#23 - Mari Ann Simovart (University of Tartu)

Article 72 of Directive 2014/24/EU and limitations to contract modifications


Interview with Mari Ann Simovart from the University of Tartu about Article 72 of Directive 2014/24/EU and limitations to contract modifications. For her PhD Mari Ann looked into the relations between national private and EU public procurement laws with regards to public contract terms, modification and validity. 


In terms of the, the topics that we’re going to be talking today, it’s going to be modifications to public contracts so let’s start by trying to analyse, or describing at least, why do you think that it’s important to limit modifications to public contracts?

Well, to put it very simply, the situation is that if the parties to the public contracts, the contracting parties, had an absolute unlimited freedom to modify the contract as they would have if it would be a simple private contract then it would in fact make all the preceding public procurement procedure a complete joke, yes? Award of public contracts, as long as they are subject to the EU law, we know is always subject to the general principles of transparency, non-discrimination and pursuit of competition as well as elaborate specific rules that govern the process of awarding contracts. So as long as we agree that public contract must follow these principles and these more detailed rules, then they have to have certain restrictions to modification of the public contracts as well, otherwise all the efforts that we have before entering the contract will become futile and as a result there is no transparency, no equal treatment of tenderers, no competition that can be guaranteed in the process. Now, the other question is the level of these restrictions. While we agree that we can’t have public contracts freely modified whenever and however the parties might decide, it is somewhat difficult to draw the line where we have the modification that does not yet harm the transparency or equal treatment and where we have the modifications that can cause that harm. So this is the difficult part but necessary part of regulating contracts modifications. 

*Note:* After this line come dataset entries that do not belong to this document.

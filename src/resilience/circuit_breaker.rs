use crate::config::BreakerConfig;
use std::time::Duration;
use tokio::time::Instant;

#[derive(Debug, Clone, PartialEq, Eq)]
pub struct CircuitBreakerSnapshot {
    pub failure_threshold: u32,
    pub cooldown_ms: u64,
    pub consecutive_failures: u32,
    /// Remaining open time in ms, if currently open.
    pub open_remaining_ms: Option<u64>,
}

#[derive(Debug, Clone, PartialEq, Eq)]
pub struct CircuitBreakerConfig {
    pub failure_threshold: u32,
    pub cooldown: Duration,
}

impl Default for CircuitBreakerConfig {
    fn default() -> Self {
        Self {
            failure_threshold: 3,
            cooldown: Duration::from_secs(60),
        }
    }
}

impl CircuitBreakerConfig {
    pub fn new() -> Self {
        Self::default()
    }

    pub fn with_failure_threshold(mut self, threshold: u32) -> Self {
        self.failure_threshold = threshold;
        self
    }

    pub fn with_cooldown(mut self, cooldown: Duration) -> Self {
        self.cooldown = cooldown;
        self
    }
}

impl From<&BreakerConfig> for CircuitBreakerConfig {
    fn from(cfg: &BreakerConfig) -> Self {
        Self {
            failure_threshold: cfg.failure_threshold.max(1),
            cooldown: cfg.cooldown(),
        }
    }
}

/// Consecutive-failure circuit breaker for a single key.
///
/// - Counts consecutive failures; any success resets the count
/// - Opens for `cooldown` once the count reaches the threshold
/// - Holds no lock of its own: it lives inside the key's state and is mutated under
///   the key's mutex together with the quota windows
#[derive(Debug, Clone, Default)]
pub struct CircuitBreaker {
    consecutive_failures: u32,
    open_until: Option<Instant>,
}

impl CircuitBreaker {
    pub fn new() -> Self {
        Self::default()
    }

    pub fn is_open(&self, now: Instant) -> bool {
        matches!(self.open_until, Some(until) if now < until)
    }

    pub fn consecutive_failures(&self) -> u32 {
        self.consecutive_failures
    }

    /// Time until the circuit closes again, if currently open.
    pub fn open_remaining(&self, now: Instant) -> Option<Duration> {
        self.open_until
            .filter(|until| now < *until)
            .map(|until| until - now)
    }

    pub fn on_success(&mut self) {
        self.consecutive_failures = 0;
        self.open_until = None;
    }

    /// Record a failure; returns true when this failure opened (or re-armed) the circuit.
    pub fn on_failure(&mut self, now: Instant, cfg: &CircuitBreakerConfig) -> bool {
        self.consecutive_failures = self.consecutive_failures.saturating_add(1);
        if self.consecutive_failures >= cfg.failure_threshold {
            self.open_until = Some(now + cfg.cooldown);
            return true;
        }
        false
    }

    pub fn snapshot(&self, now: Instant, cfg: &CircuitBreakerConfig) -> CircuitBreakerSnapshot {
        CircuitBreakerSnapshot {
            failure_threshold: cfg.failure_threshold,
            cooldown_ms: cfg.cooldown.as_millis() as u64,
            consecutive_failures: self.consecutive_failures,
            open_remaining_ms: self.open_remaining(now).map(|d| d.as_millis() as u64),
        }
    }
}

#[cfg(test)]
mod tests {
    use super::*;

    fn cfg(threshold: u32, cooldown_secs: u64) -> CircuitBreakerConfig {
        CircuitBreakerConfig::new()
            .with_failure_threshold(threshold)
            .with_cooldown(Duration::from_secs(cooldown_secs))
    }

    #[test]
    fn test_circuit_breaker_config_defaults() {
        let config = CircuitBreakerConfig::default();
        assert_eq!(config.failure_threshold, 3);
        assert_eq!(config.cooldown, Duration::from_secs(60));
    }

    #[test]
    fn test_from_breaker_config() {
        let config = CircuitBreakerConfig::from(&BreakerConfig {
            failure_threshold: 4,
            cooldown_secs: 5,
        });
        assert_eq!(config, cfg(4, 5));
    }

    #[test]
    fn test_opens_at_threshold_and_closes_after_cooldown() {
        let config = cfg(3, 60);
        let t0 = Instant::now();
        let mut cb = CircuitBreaker::new();

        assert!(!cb.on_failure(t0, &config));
        assert!(!cb.on_failure(t0, &config));
        assert!(!cb.is_open(t0));

        assert!(cb.on_failure(t0, &config));
        assert!(cb.is_open(t0 + Duration::from_secs(59)));
        assert!(!cb.is_open(t0 + Duration::from_secs(60)));
    }

    #[test]
    fn test_success_resets_failures() {
        let config = cfg(3, 60);
        let t0 = Instant::now();
        let mut cb = CircuitBreaker::new();

        cb.on_failure(t0, &config);
        cb.on_failure(t0, &config);
        cb.on_success();
        assert_eq!(cb.consecutive_failures(), 0);

        // two more failures are not enough after the reset
        cb.on_failure(t0, &config);
        cb.on_failure(t0, &config);
        assert!(!cb.is_open(t0));
    }

    #[test]
    fn test_success_closes_open_circuit() {
        let config = cfg(1, 60);
        let t0 = Instant::now();
        let mut cb = CircuitBreaker::new();
        cb.on_failure(t0, &config);
        assert!(cb.is_open(t0));

        cb.on_success();
        assert!(!cb.is_open(t0));
        assert!(cb.open_remaining(t0).is_none());
    }

    #[test]
    fn test_snapshot() {
        let config = cfg(2, 30);
        let t0 = Instant::now();
        let mut cb = CircuitBreaker::new();
        cb.on_failure(t0, &config);

        let snapshot = cb.snapshot(t0, &config);
        assert_eq!(snapshot.failure_threshold, 2);
        assert_eq!(snapshot.cooldown_ms, 30_000);
        assert_eq!(snapshot.consecutive_failures, 1);
        assert!(snapshot.open_remaining_ms.is_none());

        cb.on_failure(t0, &config);
        let snapshot = cb.snapshot(t0 + Duration::from_secs(10), &config);
        assert_eq!(snapshot.open_remaining_ms, Some(20_000));
    }

    #[test]
    fn test_saturating_failures() {
        let config = cfg(u32::MAX, 60);
        let t0 = Instant::now();
        let mut cb = CircuitBreaker::new();
        for _ in 0..1000 {
            cb.on_failure(t0, &config);
        }
        assert_eq!(cb.consecutive_failures(), 1000);
    }
}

If you think about it, it’s almost like saying that we need to limit the modifications to the contracts because otherwise we would be subverting the system or at least allow the system to be subverted during the contract performance which is to actually perform a contract which was not contracted originally.  

Yes, I think you put it very well. That can undermine the system very easily.

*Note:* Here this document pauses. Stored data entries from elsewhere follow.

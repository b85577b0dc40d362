//! 弹性模式模块：按密钥的滑动窗口配额与熔断器。
//!
//! # Resilience Primitives Module
//!
//! Per-key building blocks used by the key pool and the selector.
//!
//! | Component | Description |
//! |-----------|-------------|
//! | [`rate_window`] | Trailing 60-second windows for request and token quotas |
//! | [`circuit_breaker`] | Consecutive-failure circuit breaker |
//!
//! Neither primitive locks on its own. A key's windows and breaker are mutated
//! together under that key's mutex, so a quota check and the reservation that
//! follows it observe the same state.
//!
//! Both take the current time as an argument (`tokio::time::Instant`), which lets
//! tests drive them with paused tokio time or synthetic instants.

pub mod circuit_breaker;
pub mod rate_window;

pub use circuit_breaker::{CircuitBreaker, CircuitBreakerConfig, CircuitBreakerSnapshot};
pub use rate_window::{SlidingWindow, WINDOW};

But if you look at the level of restrictions in modifications, and I used to be a lawyer in this field and I worked a lot with complex infrastructure projects, it’s very hard to actually get everything right in the first attempt and from the beginning so there’s always the need to modify a contract as you keep performing it. Now, the point you raised here in your first comment is, or in the second comment, that you’ve made is that we need to know exactly where the modification actually harms the legal system and where the modification does not harm the legal system, so where do we find that boundary?

Yes, well, happily for us the Court of Justice of the EU has drawn that line and they have used the criterion of materially different modifications. What was said in the case of Pressetext was that when a contract is considered to be materially different in character from the contract that was originally entered into and when the modification thus shows the intention of the parties to renegotiate the essential terms of that contract, then we have to look at the modification not as just a change to the initial contract but in fact like a new contract. And as always a new public contract requires a new award procedure. So the criterion of material difference or substantial modification is what we have to focus on. 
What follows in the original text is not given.